Extracted entries:
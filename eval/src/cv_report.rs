// SPDX-License-Identifier: AGPL-3.0-or-later
// SPDX-FileCopyrightText: 2024 Hyperpolymath

//! Standalone cross-validation report
//!
//! Runs the split and grid search only and prints every candidate's CV score

use anyhow::{Context, Result};
use clap::Parser;
use claimcheck_eval::pipeline::{EvaluationPipeline, ModelSpec, PipelineConfig};
use claimcheck_eval::search::{CandidateStatus, HyperparameterSearch};
use claimcheck_eval::trainers::all_trainers;
use claimcheck_eval::{Dataset, ModelKind, SeedContext};
use std::path::PathBuf;
use tracing_subscriber::EnvFilter;

#[derive(Parser, Debug)]
#[command(name = "cv-report")]
#[command(about = "Print cross-validated scores for every grid point")]
#[command(version)]
struct Args {
    /// Model family to search (elastic-net, gradient-boosting); all when omitted
    #[arg(short, long)]
    model: Option<String>,

    /// Feature table (CSV with a header row); synthetic data when omitted
    #[arg(short, long)]
    input: Option<PathBuf>,

    /// Name of the boolean label column
    #[arg(long, default_value = "truth_label")]
    label_column: String,

    /// Share of each class used for training
    #[arg(long, default_value_t = 0.7)]
    train_fraction: f64,

    /// Cross-validation folds
    #[arg(short = 'k', long, default_value_t = 5)]
    folds: usize,

    /// Repetitions of the fold assignment
    #[arg(short, long, default_value_t = 3)]
    repeats: usize,

    /// Random seed
    #[arg(short, long, default_value_t = 42)]
    seed: u64,

    /// Worker threads for the search
    #[arg(short, long)]
    threads: Option<usize>,

    /// Number of samples for the synthetic table
    #[arg(short, long, default_value_t = 500)]
    num_samples: usize,

    /// List available model families
    #[arg(long)]
    list: bool,
}

fn main() -> Result<()> {
    tracing_subscriber::fmt()
        .with_env_filter(EnvFilter::try_from_default_env().unwrap_or_else(|_| EnvFilter::new("info")))
        .init();

    let args = Args::parse();

    if args.list {
        println!("Available model families:");
        println!("-------------------------");
        for trainer in all_trainers() {
            println!(
                "  {} ({}): {} [{} default grid points]",
                trainer.kind(),
                trainer.name(),
                trainer.description(),
                trainer.default_grid().len()
            );
        }
        return Ok(());
    }

    let kinds: Vec<ModelKind> = match args.model {
        Some(ref name) => vec![name.parse()?],
        None => ModelKind::all().to_vec(),
    };

    let config = PipelineConfig {
        train_fraction: args.train_fraction,
        folds: args.folds,
        repeats: args.repeats,
        seed: args.seed,
        label_column: args.label_column.clone(),
        models: kinds.iter().map(|&k| ModelSpec::new(k)).collect(),
        threads: args.threads,
        ..PipelineConfig::default()
    };
    let pipeline = EvaluationPipeline::new(config);

    let dataset = match args.input {
        Some(ref path) => pipeline.load_dataset(path)?,
        None => {
            tracing::info!("Generating synthetic dataset ({} samples, seed={})", args.num_samples, args.seed);
            Dataset::synthetic(args.num_samples, 0.5, args.seed)
        }
    };

    let (split, _, plans) = pipeline.prepare(&dataset).context("preparing split and folds")?;
    let (positives, negatives) = split.train.class_counts();
    println!("\nTraining partition: {} records ({} true, {} false)", split.train.len(), positives, negatives);

    let search = HyperparameterSearch::new(SeedContext::new(args.seed)).with_threads(args.threads);

    for spec in &pipeline.config().models {
        let trainer = spec.kind.trainer();
        let grid = spec.resolved_grid();

        println!("\n{}", "=".repeat(78));
        println!("{} ({} candidates, {} x {}-fold)", trainer.name(), grid.len(), args.repeats, args.folds);
        println!("{}", "=".repeat(78));

        let outcome = search.run(&split.train, &grid, &plans, trainer.as_ref())?;

        for (i, result) in outcome.results.iter().enumerate() {
            let marker = if i == outcome.best_index { "*" } else { " " };
            match result.status {
                CandidateStatus::Scored => println!(
                    "{} {:>8.4} ± {:<8.4} {}",
                    marker, result.mean_score, result.std_score, result.params
                ),
                CandidateStatus::Excluded { ref reason } => {
                    println!("  {:>8} {:<10} {} ({})", "excluded", "", result.params, reason)
                }
            }
        }
        println!("{:-<78}", "");
        println!("Best: {} (CV AUC {:.4})", outcome.best_params, outcome.best_mean_score);
    }

    Ok(())
}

Your instructions: For each line above that contains the word "threads", copy that line.

Exercise answer:
    /// Worker threads for the search
    threads: Option<usize>,
        threads: args.threads,
    let search = HyperparameterSearch::new(SeedContext::new(args.seed)).with_threads(args.threads);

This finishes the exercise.